╭──
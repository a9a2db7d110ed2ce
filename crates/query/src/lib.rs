//! Query engine for the movie catalog.
//!
//! This crate provides:
//! - MovieQueryEngine with lookup, listing, genre and search operations
//! - SearchCriteria describing a search request
//! - Filter trait and implementations for name and genre matching
//! - FilterPipeline for composing filters
//!
//! ## Architecture
//! A search runs in stages:
//! 1. A positive id short-circuits to a single index lookup
//! 2. Otherwise the whole catalog flows through the FilterPipeline
//! 3. Each active filter narrows the set, keeping catalog order
//!
//! ## Example Usage
//! ```ignore
//! use query::{MovieQueryEngine, SearchCriteria};
//! use catalog::Catalog;
//! use std::sync::Arc;
//!
//! let catalog = Arc::new(Catalog::load_from_file(Path::new("data/movies.json"))?);
//! let engine = MovieQueryEngine::new(catalog);
//!
//! let results = engine.search(&SearchCriteria::new().with_name("family").with_genre("crime"));
//! ```

pub mod traits;
pub mod filters;
pub mod filter_pipeline;
pub mod criteria;
pub mod engine;

// Re-export main types
pub use traits::Filter;
pub use filter_pipeline::FilterPipeline;
pub use criteria::SearchCriteria;
pub use engine::MovieQueryEngine;
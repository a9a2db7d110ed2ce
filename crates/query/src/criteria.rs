//! Search criteria accepted by the query engine.

use serde::{Deserialize, Serialize};

/// The three optional search criteria.
///
/// Values are stored exactly as the caller supplied them; trimming and
/// case-folding happen inside the filters. An `id` that is present and
/// positive overrides `name` and `genre` entirely.
#[derive(Debug, Clone, Default, PartialEq, Eq, Serialize, Deserialize)]
pub struct SearchCriteria {
    pub name: Option<String>,
    pub id: Option<i64>,
    pub genre: Option<String>,
}

impl SearchCriteria {
    /// Criteria that match the whole catalog
    pub fn new() -> Self {
        Self::default()
    }

    /// Build criteria from borrowed, optional parts
    pub fn from_parts(name: Option<&str>, id: Option<i64>, genre: Option<&str>) -> Self {
        Self {
            name: name.map(str::to_string),
            id,
            genre: genre.map(str::to_string),
        }
    }

    /// Set the name criterion (builder pattern)
    pub fn with_name(mut self, name: impl Into<String>) -> Self {
        self.name = Some(name.into());
        self
    }

    /// Set the identifier criterion
    pub fn with_id(mut self, id: i64) -> Self {
        self.id = Some(id);
        self
    }

    /// Set the genre criterion
    pub fn with_genre(mut self, genre: impl Into<String>) -> Self {
        self.genre = Some(genre.into());
        self
    }

    /// True when the caller supplied no criterion at all.
    ///
    /// Blank strings and non-positive ids still count as supplied here; this
    /// only distinguishes "nothing asked" from "asked and found nothing".
    pub fn is_unspecified(&self) -> bool {
        self.name.is_none() && self.id.is_none() && self.genre.is_none()
    }

    /// The identifier, if it is usable for a lookup (present and positive)
    pub fn lookup_id(&self) -> Option<i64> {
        self.id.filter(|&id| id > 0)
    }
}
//! Alert ingest data types
//!
//! Inbound notification envelopes are arbitrary JSON; known fields are
//! extracted opportunistically and the raw payload is preserved verbatim.

use chrono::{DateTime, Utc};
use serde::{Deserialize, Serialize};
use serde_json::Value;
use sqlx::FromRow;
use std::collections::BTreeMap;

/// Alertmanager-shaped notification envelope (best-effort view of the raw JSON)
#[derive(Debug, Clone, Deserialize)]
pub struct WebhookEnvelope {
    #[serde(default)]
    pub receiver: Option<String>,
    #[serde(default)]
    pub status: Option<String>,
    #[serde(default, alias = "groupKey")]
    pub group_key: Option<String>,
    #[serde(default)]
    pub alerts: Vec<WebhookAlert>,
}

/// One alert inside an envelope
#[derive(Debug, Clone, Deserialize)]
pub struct WebhookAlert {
    #[serde(default)]
    pub status: Option<String>,
    #[serde(default)]
    pub labels: BTreeMap<String, String>,
    #[serde(default)]
    pub annotations: BTreeMap<String, String>,
    #[serde(default)]
    pub values: Option<Value>,
    #[serde(default, alias = "startsAt")]
    pub starts_at: Option<String>,
    #[serde(default, alias = "endsAt")]
    pub ends_at: Option<String>,
    #[serde(default)]
    pub fingerprint: Option<String>,
}

/// Persisted alert event (append-only)
#[derive(Debug, Clone, Serialize, Deserialize, FromRow)]
pub struct AlertEvent {
    pub id: i64,
    pub receiver: Option<String>,
    pub group_key: Option<String>,
    pub notification_status: Option<String>,
    pub alert_status: Option<String>,
    pub alert_name: Option<String>,
    pub alert_uid: Option<String>,
    pub severity: Option<String>,
    pub stream_name: Option<String>,
    pub fingerprint: Option<String>,
    pub group_identifier: String,
    pub summary: Option<String>,
    pub description: Option<String>,
    pub starts_at: Option<DateTime<Utc>>,
    pub ends_at: Option<DateTime<Utc>>,
    pub labels: Value,
    pub annotations: Value,
    pub values: Value,
    pub raw_payload: Value,
    pub received_at: DateTime<Utc>,
}

/// Event fields extracted from one alert, ready to insert
#[derive(Debug, Clone)]
pub struct NewAlertEvent {
    pub receiver: Option<String>,
    pub group_key: Option<String>,
    pub notification_status: Option<String>,
    pub alert_status: Option<String>,
    pub alert_name: Option<String>,
    pub alert_uid: Option<String>,
    pub severity: Option<String>,
    pub stream_name: Option<String>,
    pub fingerprint: Option<String>,
    pub group_identifier: String,
    pub summary: Option<String>,
    pub description: Option<String>,
    pub starts_at: Option<DateTime<Utc>>,
    pub ends_at: Option<DateTime<Utc>>,
    pub labels: Value,
    pub annotations: Value,
    pub values: Value,
    pub raw_payload: Value,
}

/// Manual resolution record for an alert group
#[derive(Debug, Clone, Serialize, Deserialize, FromRow)]
pub struct AlertGroupState {
    pub identifier: String,
    pub resolved: bool,
    pub resolved_at: Option<DateTime<Utc>>,
    pub updated_at: DateTime<Utc>,
}

/// Group-state upsert request
#[derive(Debug, Clone, Serialize, Deserialize)]
pub struct UpsertGroupStateRequest {
    pub identifier: String,
    pub resolved: bool,
}

/// Derived view over all events sharing an identifier
#[derive(Debug, Clone, Serialize, Deserialize)]
pub struct AlertGroupView {
    pub identifier: String,
    pub alert_name: Option<String>,
    pub stream_name: Option<String>,
    pub latest_status: Option<String>,
    pub latest_severity: Option<String>,
    /// Latest status with the manual resolution override applied
    pub status: String,
    pub event_count: i64,
    pub last_received_at: DateTime<Utc>,
    pub resolved_at: Option<DateTime<Utc>>,
}

/// Per-group aggregate computed by the repository
#[derive(Debug, Clone, FromRow)]
pub struct GroupAggregate {
    pub group_identifier: String,
    pub event_count: i64,
    pub last_received_at: DateTime<Utc>,
    /// Newest received_at among events whose status still demands attention
    pub last_firing_at: Option<DateTime<Utc>>,
}

/// Normalize a severity label into critical / warning / info
pub fn normalize_severity(raw: &str) -> String {
    match raw.to_lowercase().as_str() {
        "critical" | "fatal" | "high" | "emergency" => "critical".to_string(),
        "warning" | "warn" | "medium" => "warning".to_string(),
        "info" | "informational" | "low" => "info".to_string(),
        other => other.to_string(),
    }
}

/// Derive the group identifier: fingerprint when available, else a composite
pub fn derive_identifier(
    fingerprint: Option<&str>,
    alert_name: Option<&str>,
    stream_name: Option<&str>,
    severity: Option<&str>,
) -> String {
    match fingerprint {
        Some(fp) if !fp.is_empty() => fp.to_string(),
        _ => format!(
            "{}|{}|{}",
            alert_name.unwrap_or("unknown"),
            stream_name.unwrap_or("unknown"),
            severity.unwrap_or("unknown")
        ),
    }
}

/// Effective group status: manual resolution holds only while no newer
/// firing-class event (firing / alerting / pending) has arrived since
/// `resolved_at`. `last_firing_at` comes from the group aggregate query.
pub fn effective_status(
    latest_status: Option<&str>,
    manual: Option<&AlertGroupState>,
    last_firing_at: Option<DateTime<Utc>>,
) -> String {
    if let Some(state) = manual {
        if state.resolved {
            let invalidated = match (state.resolved_at, last_firing_at) {
                (Some(resolved_at), Some(firing_at)) => firing_at > resolved_at,
                (None, Some(_)) => true,
                _ => false,
            };
            if !invalidated {
                return "resolved".to_string();
            }
        }
    }
    latest_status
        .map(|s| s.to_lowercase())
        .unwrap_or_else(|| "unknown".to_string())
}

impl WebhookAlert {
    /// Parse an RFC 3339 timestamp field, tolerating absence and garbage
    pub fn parse_ts(raw: Option<&str>) -> Option<DateTime<Utc>> {
        raw.and_then(|s| DateTime::parse_from_rfc3339(s).ok())
            .map(|dt| dt.with_timezone(&Utc))
    }
}

#[cfg(test)]
mod tests {
    use super::*;
    use chrono::TimeZone;

    #[test]
    fn test_normalize_severity() {
        assert_eq!(normalize_severity("CRITICAL"), "critical");
        assert_eq!(normalize_severity("fatal"), "critical");
        assert_eq!(normalize_severity("high"), "critical");
        assert_eq!(normalize_severity("warn"), "warning");
        assert_eq!(normalize_severity("medium"), "warning");
        assert_eq!(normalize_severity("informational"), "info");
        assert_eq!(normalize_severity("low"), "info");
        assert_eq!(normalize_severity("P3"), "p3");
    }

    #[test]
    fn test_identifier_prefers_fingerprint() {
        assert_eq!(
            derive_identifier(Some("abc123"), Some("HighFlow"), Some("gate"), Some("warning")),
            "abc123"
        );
        assert_eq!(
            derive_identifier(Some(""), Some("HighFlow"), Some("gate"), Some("warning")),
            "HighFlow|gate|warning"
        );
        assert_eq!(
            derive_identifier(None, None, None, None),
            "unknown|unknown|unknown"
        );
    }

    #[test]
    fn test_envelope_parse_alertmanager_shape() {
        let raw = serde_json::json!({
            "receiver": "vectorflow",
            "status": "firing",
            "groupKey": "{}:{alertname=\"HighFlowMagnitude\"}",
            "alerts": [{
                "status": "firing",
                "labels": {
                    "alertname": "HighFlowMagnitude",
                    "severity": "warning",
                    "stream_name": "gate-cam"
                },
                "annotations": {
                    "summary": "Flow magnitude above threshold"
                },
                "startsAt": "2025-07-01T12:00:00Z",
                "endsAt": "0001-01-01T00:00:00Z",
                "fingerprint": "f1a2b3"
            }]
        });
        let env: WebhookEnvelope = serde_json::from_value(raw).unwrap();
        assert_eq!(env.receiver.as_deref(), Some("vectorflow"));
        assert_eq!(env.alerts.len(), 1);
        let alert = &env.alerts[0];
        assert_eq!(alert.labels.get("alertname").unwrap(), "HighFlowMagnitude");
        assert!(WebhookAlert::parse_ts(alert.starts_at.as_deref()).is_some());
        assert_eq!(alert.fingerprint.as_deref(), Some("f1a2b3"));
    }

    #[test]
    fn test_effective_status_manual_resolution() {
        let resolved_at = Utc.with_ymd_and_hms(2025, 7, 1, 12, 0, 0).unwrap();
        let state = AlertGroupState {
            identifier: "f1".to_string(),
            resolved: true,
            resolved_at: Some(resolved_at),
            updated_at: resolved_at,
        };

        // No firing event since the manual resolve: stays resolved
        let earlier = resolved_at - chrono::Duration::minutes(5);
        assert_eq!(
            effective_status(Some("firing"), Some(&state), Some(earlier)),
            "resolved"
        );

        // Newer firing event invalidates the override
        let later = resolved_at + chrono::Duration::minutes(5);
        assert_eq!(
            effective_status(Some("firing"), Some(&state), Some(later)),
            "firing"
        );
    }

    #[test]
    fn test_effective_status_without_manual_state() {
        assert_eq!(effective_status(Some("Firing"), None, None), "firing");
        assert_eq!(effective_status(None, None, None), "unknown");
    }
}
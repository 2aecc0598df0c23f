//! API Routes

use axum::{
    extract::{Path, Query, State},
    http::StatusCode,
    response::IntoResponse,
    routing::{delete, get, post, put},
    Json, Router,
};
use serde::Deserialize;
use uuid::Uuid;

use crate::alert_ingest::UpsertGroupStateRequest;
use crate::error::Result;
use crate::models::WorkerLogsResponse;
use crate::settings_manager::{SettingsUpdateReport, UpdateSettingsRequest};
use crate::state::AppState;
use crate::stream_store::{CreateStreamRequest, UpdateStreamRequest};

/// Create API router
pub fn create_router(state: AppState) -> Router {
    Router::new()
        // Health
        .route("/health", get(super::health_check))
        // Streams
        .route("/streams", get(list_streams))
        .route("/streams", post(create_stream))
        .route("/streams/:id", get(get_stream))
        .route("/streams/:id", put(update_stream))
        .route("/streams/:id", delete(delete_stream))
        .route("/streams/:id/activate", post(activate_stream))
        .route("/streams/:id/deactivate", post(deactivate_stream))
        .route("/streams/:id/worker-logs", get(worker_logs))
        // Settings
        .route("/settings/system", get(get_settings))
        .route("/settings/system", put(update_settings))
        // Alerts
        .route("/alerts/webhook", post(alerts_webhook))
        .route("/alerts", get(list_alerts))
        .route("/alerts/groups", get(alert_groups))
        .route("/alerts/group-states", get(list_group_states))
        .route("/alerts/group-states", post(upsert_group_state))
        // Metrics
        .route("/metrics", get(metrics_endpoint))
        // Frames
        .route("/ws/frames", get(super::frame_routes::ws_frames))
        .with_state(state)
}

// ========================================
// Stream Handlers
// ========================================

async fn list_streams(State(state): State<AppState>) -> Result<impl IntoResponse> {
    let streams = state.streams.service().list().await?;
    Ok(Json(streams))
}

async fn get_stream(
    State(state): State<AppState>,
    Path(id): Path<Uuid>,
) -> Result<impl IntoResponse> {
    let stream = state.streams.service().get(id).await?;
    Ok(Json(stream))
}

async fn create_stream(
    State(state): State<AppState>,
    Json(req): Json<CreateStreamRequest>,
) -> Result<impl IntoResponse> {
    let wants_worker = req.is_active;
    let stream = state.streams.service().create(req).await?;

    // The record is committed either way; activation failures surface to the
    // caller and leave the stream in error for the reconcile loop to retry.
    let stream = if wants_worker {
        state.reconciler.activate(stream.id).await?
    } else {
        stream
    };

    Ok((StatusCode::CREATED, Json(stream)))
}

async fn update_stream(
    State(state): State<AppState>,
    Path(id): Path<Uuid>,
    Json(req): Json<UpdateStreamRequest>,
) -> Result<impl IntoResponse> {
    let (before, after) = state.streams.service().update(id, &req).await?;
    state.reconciler.apply_config_change(&before, &after).await?;
    let stream = state.streams.service().get(id).await?;
    Ok(Json(stream))
}

async fn delete_stream(
    State(state): State<AppState>,
    Path(id): Path<Uuid>,
) -> Result<impl IntoResponse> {
    state.streams.service().delete(id).await?;
    state.reconciler.forget(id).await;
    state.frame_activity.forget(id);
    Ok(StatusCode::NO_CONTENT)
}

async fn activate_stream(
    State(state): State<AppState>,
    Path(id): Path<Uuid>,
) -> Result<impl IntoResponse> {
    let stream = state.reconciler.activate(id).await?;
    Ok(Json(stream))
}

async fn deactivate_stream(
    State(state): State<AppState>,
    Path(id): Path<Uuid>,
) -> Result<impl IntoResponse> {
    let stream = state.reconciler.deactivate(id).await?;
    Ok(Json(stream))
}

#[derive(Deserialize)]
struct WorkerLogsQuery {
    tail: Option<usize>,
}

async fn worker_logs(
    State(state): State<AppState>,
    Path(id): Path<Uuid>,
    Query(query): Query<WorkerLogsQuery>,
) -> Result<impl IntoResponse> {
    let stream = state.streams.service().get(id).await?;
    let tail = query.tail.unwrap_or(100).clamp(1, 1000);

    let Some(handle) = stream.worker_handle else {
        return Ok(Json(WorkerLogsResponse {
            worker_status: stream.connection_status,
            worker_container_name: None,
            logs: Vec::new(),
            error: None,
        }));
    };

    let (worker_status, inspect_error) = match state.driver.inspect(&handle).await {
        Ok(status) => (status.state.as_str().to_string(), None),
        Err(e) => ("unknown".to_string(), Some(e.message)),
    };

    let (logs, error) = match state.driver.tail(&handle, tail).await {
        Ok(lines) => (lines, inspect_error),
        Err(e) => (Vec::new(), Some(e.message)),
    };

    Ok(Json(WorkerLogsResponse {
        worker_status,
        worker_container_name: Some(handle),
        logs,
        error,
    }))
}

// ========================================
// Settings Handlers
// ========================================

async fn get_settings(State(state): State<AppState>) -> Result<impl IntoResponse> {
    Ok(Json(state.settings.current()))
}

async fn update_settings(
    State(state): State<AppState>,
    Json(req): Json<UpdateSettingsRequest>,
) -> Result<impl IntoResponse> {
    let settings = state.settings.update(&req).await?;

    let (workers_restarted, restart_errors) = if req.restart_workers {
        state.reconciler.restart_active_workers().await?
    } else {
        (0, Vec::new())
    };

    Ok(Json(SettingsUpdateReport {
        settings,
        workers_restarted,
        restart_errors,
    }))
}

// ========================================
// Alert Handlers
// ========================================

async fn alerts_webhook(
    State(state): State<AppState>,
    Json(payload): Json<serde_json::Value>,
) -> Result<impl IntoResponse> {
    state.alerts.ingest(payload).await?;
    Ok(StatusCode::NO_CONTENT)
}

#[derive(Deserialize)]
struct AlertsQuery {
    limit: Option<i64>,
}

async fn list_alerts(
    State(state): State<AppState>,
    Query(query): Query<AlertsQuery>,
) -> Result<impl IntoResponse> {
    let events = state.alerts.list_events(query.limit.unwrap_or(100)).await?;
    Ok(Json(events))
}

async fn alert_groups(State(state): State<AppState>) -> Result<impl IntoResponse> {
    let groups = state.alerts.groups().await?;
    Ok(Json(groups))
}

async fn list_group_states(State(state): State<AppState>) -> Result<impl IntoResponse> {
    let states = state.alerts.list_group_states().await?;
    Ok(Json(states))
}

async fn upsert_group_state(
    State(state): State<AppState>,
    Json(req): Json<UpsertGroupStateRequest>,
) -> Result<impl IntoResponse> {
    let record = state.alerts.upsert_group_state(&req).await?;
    Ok(Json(record))
}

// ========================================
// Metrics Handler
// ========================================

async fn metrics_endpoint(State(state): State<AppState>) -> Result<impl IntoResponse> {
    let (total, active) = state.streams.service().counts().await?;
    metrics::gauge!("vectorflow_managed_streams").set(total as f64);
    metrics::gauge!("vectorflow_active_streams").set(active as f64);
    metrics::gauge!("vectorflow_ws_subscribers").set(state.hub.connection_count() as f64);
    Ok(crate::metrics::render())
}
╰──
EXERCISE DIRECTIONS → Search term "only": return each line of the data that contains it.

RESPONSE TO THE TASK →
    /// only distinguishes "nothing asked" from "asked and found nothing".
/// Persisted alert event (append-only)
/// Effective group status: manual resolution holds only while no newer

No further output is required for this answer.